As a person who has served as a college president in the coalfields of southeastern Kentucky, toured coal mines including one where the coal was so low I had to duck walk, and completed a college course in coal mining, I am somewhat familiar with the industry. I also have been named an honorary coal miner, and I became a Kentucky colonel via a nomination from the United Mine Workers of America.
I’ve stayed connected with many from this area and am alert to what I read about the industry in the four newspapers I read each week as well as magazines to which I subscribe.
I’ve been thinking a good bit about the deregulations in a variety of arenas since President Trump took office.

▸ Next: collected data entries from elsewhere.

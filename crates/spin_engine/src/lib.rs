//! # Spin Engine
//!
//! Clockwise pointer-gesture classifier.
//!
//! 负责：
//! - 象限划分与顺时针校验 (`QuadrantTracker`)
//! - 圈数统计
//! - 阻尼插值速度平滑与无输入衰减 (`SpeedSmoother`)
//! - 采样限速 (`SampleGate`)
//!
//! Everything here is synchronous and clock-free: time enters only through
//! sample timestamps and explicit `advance` calls.
//!
//! ## 使用示例
//!
//! ```
//! use spin_engine::{GestureSession, PointerSample, SampleOutcome, SpinConfig};
//!
//! let mut session = GestureSession::new(SpinConfig::default());
//!
//! // Offer samples as they arrive
//! let sample = PointerSample::at_millis(0, 10.0, 10.0);
//! if let SampleOutcome::Accepted { snapshot, .. } = session.offer(sample) {
//!     println!("{} revolutions", snapshot.revolution_count);
//! }
//!
//! // Between samples, wake up at the next deadline
//! if let Some(deadline) = session.next_deadline() {
//!     session.advance(deadline);
//! }
//! ```

mod gate;
mod interpolation;
mod quadrant;
mod session;
mod smoother;
mod tracker;

pub use gate::SampleGate;
pub use interpolation::{lerp, Interpolation, MIN_DAMPING, MIN_THRESHOLD};
pub use quadrant::{determine_quadrant, VisitedQuadrants};
pub use session::{GestureSession, SampleOutcome, SessionStats};
pub use smoother::{SmootherPhase, SpeedSmoother, SpeedState};
pub use tracker::{Observation, QuadrantTracker, TrackingState, TransitionKind};

// Re-export contracts types
pub use contracts::{
    Direction, GestureSnapshot, PointerSample, Position, Quadrant, SmootherConfig, SpinConfig,
};
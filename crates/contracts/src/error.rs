//! Layered error definitions
//!
//! Categorized by source: config / trace / session

use thiserror::Error;

/// Unified error type
#[derive(Debug, Error)]
pub enum ContractError {
    // ===== Configuration Errors =====
    /// Configuration parse error
    #[error("config parse error: {message}")]
    ConfigParse {
        message: String,
        #[source]
        source: Option<Box<dyn std::error::Error + Send + Sync>>,
    },

    /// Configuration validation error
    #[error("config validation error at '{field}': {message}")]
    ConfigValidation { field: String, message: String },

    // ===== Trace Errors =====
    /// Recorded pointer trace could not be parsed
    #[error("trace parse error at line {line}: {message}")]
    TraceParse { line: usize, message: String },

    // ===== Session Errors =====
    /// The tracking session is no longer running
    #[error("tracking session closed")]
    SessionClosed,

    // ===== General Errors =====
    /// IO error
    #[error("io error: {0}")]
    Io(#[from] std::io::Error),

    /// Other error
    #[error("{0}")]
    Other(String),
}

impl ContractError {
    /// Create configuration parse error
    pub fn config_parse(message: impl Into<String>) -> Self {
        Self::ConfigParse {
            message: message.into(),
            source: None,
        }
    }

    /// Create configuration validation error
    pub fn config_validation(field: impl Into<String>, message: impl Into<String>) -> Self {
        Self::ConfigValidation {
            field: field.into(),
            message: message.into(),
        }
    }

    /// Create trace parse error
    pub fn trace_parse(line: usize, message: impl Into<String>) -> Self {
        Self::TraceParse {
            line,
            message: message.into(),
        }
    }
}
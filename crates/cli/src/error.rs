//! Error types for CLI operations.

use thiserror::Error;

/// CLI-specific error types
#[derive(Error, Debug)]
pub enum CliError {
    /// Configuration file not found
    #[error("Configuration file not found: {path}")]
    ConfigNotFound { path: String },

    /// Trace file not found
    #[error("Trace file not found: {path}")]
    TraceNotFound { path: String },

    /// Command-line value out of range
    #[error("Invalid argument --{name}: {message}")]
    InvalidArgument { name: String, message: String },

    /// Configuration validation error
    #[error("Configuration validation failed: {message}")]
    ConfigValidation { message: String },
}

impl CliError {
    pub fn config_not_found(path: impl Into<String>) -> Self {
        Self::ConfigNotFound { path: path.into() }
    }

    pub fn trace_not_found(path: impl Into<String>) -> Self {
        Self::TraceNotFound { path: path.into() }
    }

    pub fn invalid_argument(name: impl Into<String>, message: impl Into<String>) -> Self {
        Self::InvalidArgument {
            name: name.into(),
            message: message.into(),
        }
    }

    pub fn config_validation(message: impl Into<String>) -> Self {
        Self::ConfigValidation {
            message: message.into(),
        }
    }
}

As a professional in education, I’ve always been aware of regulations, mandates, and the funding required to carry them out as legislators, eager to have their names attached to bills as proof of their abilities, seem to be always looking for something to regulate.
I knew Trump was big on deregulation and made promises to voters in the nation’s coal fields, and that concerned me. Why? I have interviewed widows from the Scotia mining disaster and have read the findings when the investigators worked to assess blame: coal operators who put profits ahead of safety issues. At the site now of this disaster — and I visit it annually — a company is engaged in recovering coal through a process called mountain top removal. I have observed the rocks and sludge move down the mountains and settle in the Cumberland River, raising the river bed and making houses along the river more prone to flooding, including the two houses on the property where my grandmother moved with her four teenage children after her husband died and where my relatives still live.
One of the widows of the Scotia disaster is Geraldine King who says, “My baby girl, Victoria, was 2 years old when her daddy, Roy Edward ‘Big Sack’ McKnight was killed at Scotia on March 9, 1976. Our son, Davis, was 5 years old.
“What good are laws if no one enforces them? The coal operators take advantage of someone who’s got to make a living. Cut a corner here; cut a corner there. Make a few bucks.”
King has boxes of materials that were written about the Scotia disaster and reports, “The more I go through them, the more upset I get. It is anger. It makes me so damn mad.”
So what is the status of the coal industry in 2018? Too many regulations? Too few?
There was a surge in deaths in 2017 to 15 from a low of eight the year before. Was deregulation after Trump took office a factor?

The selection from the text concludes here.